Enjoyed for thousands of years, marbles began as a simple game of small stones and pebbles.
These marble scissors were invented in 1846 Germany, actually for the purpose of making eyes for dolls. However by 1850 the scissors were used to craft marbles, painstakingly, one by one. A handmade glass marble is recognizable by a little rough spot where it was snipped off the main piece of glass. Because hand made marbles were so labor intensive, few were made (in comparison to manufactured ones later in time), driving up the cost.
In 1884 marbles became the first mass-produced toy. The cost of store bought marbles suddenly dropped so that many a child could use their few pieces of coins to buy their own toys.
I'm always glad when my kids choose something like marbles to hang out with, like the 4th of July. A bit of time with media devices is fine, but in our society of sky rocketing developmental and learning delays more time with hands-on activities can turn the tide.
My kids have come a long way from the days of needing intervention for Sensory Integration and Vision Therapy and Spatial Reasoning. However any time spent with higher-level thinking and interactive activities like marbles scores more points for neuron growth in the brain.
Proprioceptive for the fingers, hands and arms while shooting at the marbles. And for the wrists/shoulders and legs/hips while moving around the floor to manipulate the marbles.
Great for eye tracking training.
Great for aiming marbles at hoped for targets!
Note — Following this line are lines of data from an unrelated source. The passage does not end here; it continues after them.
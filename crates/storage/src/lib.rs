//! Object storage for agent archives.
//!
//! This crate provides:
//! - The [`ObjectStore`] trait: put/get/delete of whole objects in one bucket
//! - Backends: local filesystem and S3-compatible (AWS S3, MinIO)

pub mod backends;
pub mod error;
pub mod traits;

pub use backends::{
    filesystem::FilesystemBackend,
    s3::{S3Backend, S3Options},
};
pub use error::{StorageError, StorageResult};
pub use traits::ObjectStore;

use scheme_core::config::StorageConfig;
use std::sync::Arc;

/// Create an object store from configuration.
pub async fn from_config(config: &StorageConfig) -> StorageResult<Arc<dyn ObjectStore>> {
    config.validate().map_err(StorageError::Config)?;

    match config {
        StorageConfig::Filesystem { path, bucket } => {
            let backend = FilesystemBackend::new(path, bucket.clone()).await?;
            Ok(Arc::new(backend))
        }
        StorageConfig::S3 {
            bucket,
            endpoint,
            region,
            prefix,
            access_key_id,
            secret_access_key,
            force_path_style,
            create_bucket,
        } => {
            let backend = S3Backend::new(S3Options {
                bucket: bucket.clone(),
                endpoint: endpoint.clone(),
                region: region.clone(),
                prefix: prefix.clone(),
                access_key_id: access_key_id.clone(),
                secret_access_key: secret_access_key.clone(),
                force_path_style: *force_path_style,
            })
            .await?;
            if *create_bucket {
                backend.ensure_bucket().await?;
            }
            Ok(Arc::new(backend))
        }
    }
}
In our society kids are usually taught that everyone is a winner. Well, that isn't exactly true. I think it is a disservice to never have kids work to achieve better skills. So much is to be learned from both winning *and* losing. For one, one learns that winning isn't given. It's earned. And that holds greater value. (Watch a great movie with this theme: McClintock starring John Wayne and Maureen O'Hara)
My son was always the quicker one in picking up needed skills. However his sister has taken a bit longer to make gains. This taught my son to be patient, especially since it is so much easier for him to beat her in games. Thus he has also learned great sportsmanship and teaching skills as he guides her in tips and tricks of the trade.
For my daughter, she has learned patience in learning, patience in working with others who are not as quick as she is, good sportsmanship when she doesn't win, but also good sportsmanship when learning to win gracefully!